I've just noticed that in my project (which uses karma-jasmine-jquery) I get warning during npm install. This warning is about bower-installer not installed globally. And it comes as dependency of karma-jasmine-jquery.

Dev dependencies like bower shoudln't go into dependencies section of package.json to not pollute other projects which are using karma-jasmine-jquery.

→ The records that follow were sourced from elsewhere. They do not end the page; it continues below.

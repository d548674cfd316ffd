//! Blood pressure measurement records.
//!
//! A Blood Pressure Measurement indication and an Intermediate Cuff Pressure
//! notification share one layout. For cuff pressure only the first compound
//! field carries a value; the other two are NaN.

use chrono::{NaiveDate, NaiveDateTime};

use crate::utils::kpa_to_mmhg;

/// Measurement flags byte.
#[derive(Debug, Clone, Copy, PartialEq, Eq, Hash, Default)]
#[cfg_attr(feature = "serde", derive(serde::Serialize, serde::Deserialize))]
pub struct MeasurementFlags(u8);

impl MeasurementFlags {
    /// Pressure values are in kPa instead of mmHg.
    pub const UNITS_KPA: u8 = 0x01;
    /// Time stamp field present.
    pub const TIME_STAMP_PRESENT: u8 = 0x02;
    /// Pulse rate field present.
    pub const PULSE_RATE_PRESENT: u8 = 0x04;
    /// User id field present.
    pub const USER_ID_PRESENT: u8 = 0x08;
    /// Measurement status field present.
    pub const MEASUREMENT_STATUS_PRESENT: u8 = 0x10;

    /// Create from the raw flags byte.
    pub fn from_byte(byte: u8) -> Self {
        Self(byte)
    }

    /// Convert to the raw flags byte.
    pub fn to_byte(&self) -> u8 {
        self.0
    }

    /// Unit the pressure values are expressed in.
    pub fn unit(&self) -> PressureUnit {
        if self.0 & Self::UNITS_KPA != 0 {
            PressureUnit::KiloPascal
        } else {
            PressureUnit::MillimetresOfMercury
        }
    }

    /// Check if a time stamp follows the compound value.
    pub fn has_time_stamp(&self) -> bool {
        self.0 & Self::TIME_STAMP_PRESENT != 0
    }

    /// Check if a pulse rate is present.
    pub fn has_pulse_rate(&self) -> bool {
        self.0 & Self::PULSE_RATE_PRESENT != 0
    }

    /// Check if a user id is present.
    pub fn has_user_id(&self) -> bool {
        self.0 & Self::USER_ID_PRESENT != 0
    }

    /// Check if a measurement status is present.
    pub fn has_measurement_status(&self) -> bool {
        self.0 & Self::MEASUREMENT_STATUS_PRESENT != 0
    }
}

/// Pressure unit.
#[derive(Debug, Clone, Copy, PartialEq, Eq, Hash, Default)]
#[cfg_attr(feature = "serde", derive(serde::Serialize, serde::Deserialize))]
pub enum PressureUnit {
    /// mmHg.
    #[default]
    MillimetresOfMercury,
    /// kPa.
    KiloPascal,
}

/// IEEE 11073-20601 16-bit SFLOAT.
///
/// 4-bit signed exponent in the high nibble, 12-bit signed mantissa below.
#[derive(Debug, Clone, Copy, PartialEq, Eq, Hash, Default)]
#[cfg_attr(feature = "serde", derive(serde::Serialize, serde::Deserialize))]
pub struct SFloat(u16);

impl SFloat {
    /// Not a Number.
    pub const NAN: Self = Self(0x07FF);
    /// Not at this resolution.
    pub const NRES: Self = Self(0x0800);
    /// Positive infinity.
    pub const POSITIVE_INFINITY: Self = Self(0x07FE);
    /// Negative infinity.
    pub const NEGATIVE_INFINITY: Self = Self(0x0802);

    /// Create from the raw 16-bit word.
    pub fn from_raw(raw: u16) -> Self {
        Self(raw)
    }

    /// Create from a mantissa and exponent.
    pub fn new(mantissa: i16, exponent: i8) -> Self {
        let mantissa = (mantissa as u16) & 0x0FFF;
        let exponent = ((exponent as u16) & 0x000F) << 12;
        Self(exponent | mantissa)
    }

    /// The raw 16-bit word.
    pub fn to_raw(&self) -> u16 {
        self.0
    }

    /// Decoded value, or `None` for NaN, NRes and the reserved value.
    pub fn value(&self) -> Option<f64> {
        match self.0 {
            0x07FF | 0x0800 | 0x0801 => None,
            0x07FE => Some(f64::INFINITY),
            0x0802 => Some(f64::NEG_INFINITY),
            raw => {
                // Sign-extend both fields.
                let mantissa = (((raw & 0x0FFF) << 4) as i16) >> 4;
                let exponent = ((raw as i16) >> 12) as i32;
                Some(mantissa as f64 * 10f64.powi(exponent))
            }
        }
    }
}

/// Time stamp carried with a measurement.
#[derive(Debug, Clone, Copy, PartialEq, Eq, Hash, Default)]
#[cfg_attr(feature = "serde", derive(serde::Serialize, serde::Deserialize))]
pub struct TimeStamp {
    /// Year (1582-9999, 0 = unknown).
    pub year: u16,
    /// Month (1-12, 0 = unknown).
    pub month: u8,
    /// Day of month (1-31, 0 = unknown).
    pub day: u8,
    /// Hours (0-23).
    pub hours: u8,
    /// Minutes (0-59).
    pub minutes: u8,
    /// Seconds (0-59).
    pub seconds: u8,
}

impl TimeStamp {
    /// Size of the time stamp on the wire.
    pub const SIZE: usize = 7;

    /// Convert to a calendar date-time, if every field is known and valid.
    pub fn to_naive_date_time(&self) -> Option<NaiveDateTime> {
        NaiveDate::from_ymd_opt(self.year as i32, self.month as u32, self.day as u32)?.and_hms_opt(
            self.hours as u32,
            self.minutes as u32,
            self.seconds as u32,
        )
    }
}

/// Range of the pulse rate reported in the measurement status.
#[derive(Debug, Clone, Copy, PartialEq, Eq, Hash, Default)]
#[cfg_attr(feature = "serde", derive(serde::Serialize, serde::Deserialize))]
pub enum PulseRateRange {
    /// Within range.
    #[default]
    WithinRange,
    /// Exceeds the upper limit.
    ExceedsUpperLimit,
    /// Below the lower limit.
    BelowLowerLimit,
    /// Reserved encoding.
    Reserved,
}

/// Measurement status bits.
#[derive(Debug, Clone, Copy, PartialEq, Eq, Hash, Default)]
#[cfg_attr(feature = "serde", derive(serde::Serialize, serde::Deserialize))]
pub struct MeasurementStatus(u16);

impl MeasurementStatus {
    /// Body movement detected during measurement.
    pub const BODY_MOVEMENT: u16 = 0x0001;
    /// Cuff too loose.
    pub const CUFF_TOO_LOOSE: u16 = 0x0002;
    /// Irregular pulse detected.
    pub const IRREGULAR_PULSE: u16 = 0x0004;
    /// Pulse rate range field (two bits).
    pub const PULSE_RATE_RANGE_MASK: u16 = 0x0018;
    /// Improper measurement position.
    pub const IMPROPER_POSITION: u16 = 0x0020;

    /// Create from the raw status word.
    pub fn from_raw(raw: u16) -> Self {
        Self(raw)
    }

    /// The raw status word.
    pub fn to_raw(&self) -> u16 {
        self.0
    }

    /// Body movement was detected.
    pub fn body_movement(&self) -> bool {
        self.0 & Self::BODY_MOVEMENT != 0
    }

    /// The cuff fit was too loose.
    pub fn cuff_too_loose(&self) -> bool {
        self.0 & Self::CUFF_TOO_LOOSE != 0
    }

    /// An irregular pulse was detected.
    pub fn irregular_pulse(&self) -> bool {
        self.0 & Self::IRREGULAR_PULSE != 0
    }

    /// Reported pulse rate range.
    pub fn pulse_rate_range(&self) -> PulseRateRange {
        match (self.0 & Self::PULSE_RATE_RANGE_MASK) >> 3 {
            0 => PulseRateRange::WithinRange,
            1 => PulseRateRange::ExceedsUpperLimit,
            2 => PulseRateRange::BelowLowerLimit,
            _ => PulseRateRange::Reserved,
        }
    }

    /// The measurement position was improper.
    pub fn improper_position(&self) -> bool {
        self.0 & Self::IMPROPER_POSITION != 0
    }
}

/// A decoded Blood Pressure Measurement or Intermediate Cuff Pressure value.
#[derive(Debug, Clone, Copy, PartialEq, Eq, Hash, Default)]
#[cfg_attr(feature = "serde", derive(serde::Serialize, serde::Deserialize))]
pub struct PressureMeasurement {
    /// Flags byte as received.
    pub flags: MeasurementFlags,
    /// Systolic pressure, or current cuff pressure for an intermediate value.
    pub systolic: SFloat,
    /// Diastolic pressure.
    pub diastolic: SFloat,
    /// Mean arterial pressure.
    pub mean_arterial_pressure: SFloat,
    /// Time stamp.
    pub time_stamp: Option<TimeStamp>,
    /// Pulse rate in beats per minute.
    pub pulse_rate: Option<SFloat>,
    /// User id (0xFF = unknown user).
    pub user_id: Option<u8>,
    /// Measurement status.
    pub status: Option<MeasurementStatus>,
}

impl PressureMeasurement {
    /// Unit of the pressure fields.
    pub fn unit(&self) -> PressureUnit {
        self.flags.unit()
    }

    /// Current cuff pressure of an intermediate value.
    pub fn cuff_pressure(&self) -> SFloat {
        self.systolic
    }

    /// Systolic pressure converted to mmHg.
    pub fn systolic_mmhg(&self) -> Option<f64> {
        self.to_mmhg(self.systolic)
    }

    /// Diastolic pressure converted to mmHg.
    pub fn diastolic_mmhg(&self) -> Option<f64> {
        self.to_mmhg(self.diastolic)
    }

    fn to_mmhg(&self, value: SFloat) -> Option<f64> {
        let value = value.value()?;
        Some(match self.unit() {
            PressureUnit::MillimetresOfMercury => value,
            PressureUnit::KiloPascal => kpa_to_mmhg(value),
        })
    }
}

#[cfg(test)]
mod tests {
    use super::*;

    #[test]
    fn test_sfloat_values() {
        assert_eq!(SFloat::from_raw(0x0078).value(), Some(120.0));
        assert_eq!(SFloat::new(120, 0).to_raw(), 0x0078);
        // 0xF4D2 = exponent -1, mantissa 1234
        let v = SFloat::from_raw(0xF4D2).value().unwrap();
        assert!((v - 123.4).abs() < 1e-9);
        assert_eq!(SFloat::new(1234, -1).to_raw(), 0xF4D2);
        // negative mantissa
        assert_eq!(SFloat::new(-5, 0).value(), Some(-5.0));
    }

    #[test]
    fn test_sfloat_special_values() {
        assert_eq!(SFloat::NAN.value(), None);
        assert_eq!(SFloat::NRES.value(), None);
        assert_eq!(SFloat::POSITIVE_INFINITY.value(), Some(f64::INFINITY));
        assert_eq!(SFloat::NEGATIVE_INFINITY.value(), Some(f64::NEG_INFINITY));
    }

    #[test]
    fn test_measurement_status() {
        let status = MeasurementStatus::from_raw(0x0001 | 0x0004 | 0x0010);
        assert!(status.body_movement());
        assert!(!status.cuff_too_loose());
        assert!(status.irregular_pulse());
        assert_eq!(status.pulse_rate_range(), PulseRateRange::BelowLowerLimit);
        assert!(!status.improper_position());

        let status = MeasurementStatus::from_raw(0x0008 | 0x0020);
        assert_eq!(status.pulse_rate_range(), PulseRateRange::ExceedsUpperLimit);
        assert!(status.improper_position());
    }

    #[test]
    fn test_time_stamp_conversion() {
        let stamp = TimeStamp {
            year: 2024,
            month: 3,
            day: 15,
            hours: 8,
            minutes: 30,
            seconds: 5,
        };
        let dt = stamp.to_naive_date_time().unwrap();
        assert_eq!(dt.to_string(), "2024-03-15 08:30:05");

        assert!(TimeStamp::default().to_naive_date_time().is_none());
    }

    #[test]
    fn test_kpa_conversion() {
        let measurement = PressureMeasurement {
            flags: MeasurementFlags::from_byte(MeasurementFlags::UNITS_KPA),
            systolic: SFloat::new(16, 0),
            diastolic: SFloat::NAN,
            ..Default::default()
        };
        assert_eq!(measurement.unit(), PressureUnit::KiloPascal);
        let mmhg = measurement.systolic_mmhg().unwrap();
        assert!((mmhg - 120.01).abs() < 0.01);
        assert_eq!(measurement.diastolic_mmhg(), None);
    }
}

They should go into devDependencies section.

[JenniferSpry]

+1

[mbritton]

+1

[mhart]

Yeah... this actually makes karma-jasmine-jquery an 80MB dependency!!!

[ijabit]

Yes, and having the git:// protocol used in a dependency blocks installation in our corporate network. The firewall only allows port 443 and 80 outbound to Github!

[ashawley]

A security tool that audits our package.json complains about vulnerabilities in dependencies. It's complaining about the old dependencies in karma-jasmine-jquery that are being brought in from bower. For example, handlebars 2.0.0 has this vulnerability, CVE-2015-8861.

$ npm ls handlebars
[email protected]
└─┬ [email protected] (git+https://github.com/bessdsv/bower-installer.git#7f9cece1e6fada50f44dc0851e1d85815cd1b4a7)
  └─┬ [email protected]
    └── [email protected] 

Could you merge #16 and make a release if possible?

[insetavijit]

yes , same issue as @ashawley . do some update stuff . man

[nemoDreamer]

Any movement on this, @bessdsv ? That version of bower has been a critical security issue for a long time now, and there's no need to have it as a dependency.

[angezid]

I solved bower dependency by uninstalling karma-jasmine-jquery package (it uninstalled bower and all its dependencies) and installed @metahub/karma-jasmine-jquery.